EXERCISE REQUIREMENTS: Using "ToString" as the search string, find the matching lines below and copy them.

(Beginning of SOURCE DATA)

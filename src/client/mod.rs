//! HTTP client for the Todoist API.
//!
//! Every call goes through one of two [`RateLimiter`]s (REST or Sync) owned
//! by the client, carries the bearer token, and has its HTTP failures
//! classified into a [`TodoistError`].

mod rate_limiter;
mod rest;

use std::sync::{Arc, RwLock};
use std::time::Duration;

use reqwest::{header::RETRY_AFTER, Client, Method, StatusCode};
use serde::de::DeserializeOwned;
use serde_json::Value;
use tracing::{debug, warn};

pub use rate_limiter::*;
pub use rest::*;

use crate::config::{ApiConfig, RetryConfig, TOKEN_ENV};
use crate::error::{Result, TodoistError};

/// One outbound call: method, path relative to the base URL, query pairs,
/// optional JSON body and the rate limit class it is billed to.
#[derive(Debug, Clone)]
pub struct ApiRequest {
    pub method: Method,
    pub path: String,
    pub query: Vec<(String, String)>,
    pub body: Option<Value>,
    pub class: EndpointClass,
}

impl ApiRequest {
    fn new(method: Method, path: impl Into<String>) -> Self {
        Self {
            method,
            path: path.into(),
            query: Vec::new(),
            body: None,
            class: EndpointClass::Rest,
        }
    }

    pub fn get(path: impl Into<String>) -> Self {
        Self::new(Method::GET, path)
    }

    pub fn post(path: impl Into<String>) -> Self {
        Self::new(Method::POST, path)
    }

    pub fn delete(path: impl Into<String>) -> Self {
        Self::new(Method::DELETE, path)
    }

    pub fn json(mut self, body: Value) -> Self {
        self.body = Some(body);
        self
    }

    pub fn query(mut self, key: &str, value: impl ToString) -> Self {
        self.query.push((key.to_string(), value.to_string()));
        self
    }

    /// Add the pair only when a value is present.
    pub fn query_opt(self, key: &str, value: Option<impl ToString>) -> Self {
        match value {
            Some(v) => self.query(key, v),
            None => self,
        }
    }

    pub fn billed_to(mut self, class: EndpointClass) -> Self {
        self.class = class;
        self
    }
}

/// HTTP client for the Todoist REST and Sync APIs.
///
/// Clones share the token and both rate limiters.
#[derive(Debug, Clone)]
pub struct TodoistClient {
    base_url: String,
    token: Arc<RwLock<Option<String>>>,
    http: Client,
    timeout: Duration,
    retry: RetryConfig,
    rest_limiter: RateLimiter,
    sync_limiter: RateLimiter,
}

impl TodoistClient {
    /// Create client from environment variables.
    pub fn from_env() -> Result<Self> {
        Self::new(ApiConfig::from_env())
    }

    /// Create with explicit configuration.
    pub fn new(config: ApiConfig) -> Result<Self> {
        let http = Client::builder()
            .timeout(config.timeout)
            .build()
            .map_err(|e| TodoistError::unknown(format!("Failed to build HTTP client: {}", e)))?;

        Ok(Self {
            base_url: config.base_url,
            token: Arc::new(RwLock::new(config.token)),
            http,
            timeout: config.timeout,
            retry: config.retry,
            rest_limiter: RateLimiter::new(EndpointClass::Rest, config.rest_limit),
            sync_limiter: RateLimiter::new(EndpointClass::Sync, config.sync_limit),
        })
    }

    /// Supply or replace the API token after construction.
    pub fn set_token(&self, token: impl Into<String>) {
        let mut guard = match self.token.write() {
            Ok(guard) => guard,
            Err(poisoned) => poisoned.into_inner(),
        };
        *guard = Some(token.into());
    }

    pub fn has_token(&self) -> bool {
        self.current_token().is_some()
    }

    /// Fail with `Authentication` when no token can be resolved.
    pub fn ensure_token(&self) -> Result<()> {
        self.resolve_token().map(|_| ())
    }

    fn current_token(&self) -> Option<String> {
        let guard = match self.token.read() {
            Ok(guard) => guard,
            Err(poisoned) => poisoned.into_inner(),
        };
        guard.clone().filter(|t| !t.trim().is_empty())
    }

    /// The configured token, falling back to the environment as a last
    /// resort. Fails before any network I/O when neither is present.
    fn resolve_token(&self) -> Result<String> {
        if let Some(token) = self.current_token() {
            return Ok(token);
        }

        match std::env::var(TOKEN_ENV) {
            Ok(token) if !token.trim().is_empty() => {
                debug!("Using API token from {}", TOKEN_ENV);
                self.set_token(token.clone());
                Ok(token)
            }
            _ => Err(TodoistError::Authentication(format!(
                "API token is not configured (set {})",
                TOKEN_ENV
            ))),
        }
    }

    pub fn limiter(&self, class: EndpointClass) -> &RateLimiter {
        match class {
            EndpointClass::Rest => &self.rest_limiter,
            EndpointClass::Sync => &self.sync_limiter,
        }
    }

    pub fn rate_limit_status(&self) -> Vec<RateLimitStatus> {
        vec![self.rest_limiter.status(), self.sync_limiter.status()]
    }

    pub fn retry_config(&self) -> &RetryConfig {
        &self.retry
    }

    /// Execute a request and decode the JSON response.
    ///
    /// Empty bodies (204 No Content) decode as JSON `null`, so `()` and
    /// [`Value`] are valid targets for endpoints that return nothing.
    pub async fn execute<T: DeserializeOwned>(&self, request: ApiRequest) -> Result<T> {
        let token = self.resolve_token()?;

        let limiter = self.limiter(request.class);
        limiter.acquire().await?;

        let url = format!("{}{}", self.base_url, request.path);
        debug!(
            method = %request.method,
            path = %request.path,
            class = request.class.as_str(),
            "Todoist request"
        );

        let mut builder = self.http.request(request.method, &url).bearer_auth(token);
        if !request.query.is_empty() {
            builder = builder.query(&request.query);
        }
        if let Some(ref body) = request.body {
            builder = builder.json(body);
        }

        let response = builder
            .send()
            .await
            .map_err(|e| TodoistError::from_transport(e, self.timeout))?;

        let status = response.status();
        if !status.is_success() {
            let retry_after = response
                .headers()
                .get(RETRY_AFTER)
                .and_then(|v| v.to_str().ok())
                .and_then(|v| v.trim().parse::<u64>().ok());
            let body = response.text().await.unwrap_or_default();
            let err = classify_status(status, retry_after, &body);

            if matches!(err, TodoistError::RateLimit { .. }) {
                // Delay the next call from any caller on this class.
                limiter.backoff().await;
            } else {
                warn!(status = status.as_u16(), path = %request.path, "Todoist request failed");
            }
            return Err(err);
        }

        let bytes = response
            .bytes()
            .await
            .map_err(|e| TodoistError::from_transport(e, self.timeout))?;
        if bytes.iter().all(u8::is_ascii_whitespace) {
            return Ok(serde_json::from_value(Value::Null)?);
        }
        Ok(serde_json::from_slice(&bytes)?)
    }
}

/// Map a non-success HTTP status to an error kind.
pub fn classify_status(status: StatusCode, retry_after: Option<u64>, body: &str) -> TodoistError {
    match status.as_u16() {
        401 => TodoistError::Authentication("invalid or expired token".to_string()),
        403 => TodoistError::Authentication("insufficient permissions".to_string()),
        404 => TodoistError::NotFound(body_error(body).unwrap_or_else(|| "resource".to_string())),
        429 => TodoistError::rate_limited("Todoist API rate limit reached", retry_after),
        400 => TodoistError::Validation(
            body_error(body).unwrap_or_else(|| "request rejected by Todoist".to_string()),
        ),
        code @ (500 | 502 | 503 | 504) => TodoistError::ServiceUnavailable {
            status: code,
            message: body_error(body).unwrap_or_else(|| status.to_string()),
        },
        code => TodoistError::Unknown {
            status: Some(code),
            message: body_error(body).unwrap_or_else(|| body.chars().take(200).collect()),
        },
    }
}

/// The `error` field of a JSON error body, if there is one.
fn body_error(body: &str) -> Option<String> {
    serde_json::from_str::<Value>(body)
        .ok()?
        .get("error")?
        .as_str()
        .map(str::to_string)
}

(End of SOURCE DATA)

RESULT OF THIS TASK:
    pub fn query(mut self, key: &str, value: impl ToString) -> Self {
    pub fn query_opt(self, key: &str, value: Option<impl ToString>) -> Self {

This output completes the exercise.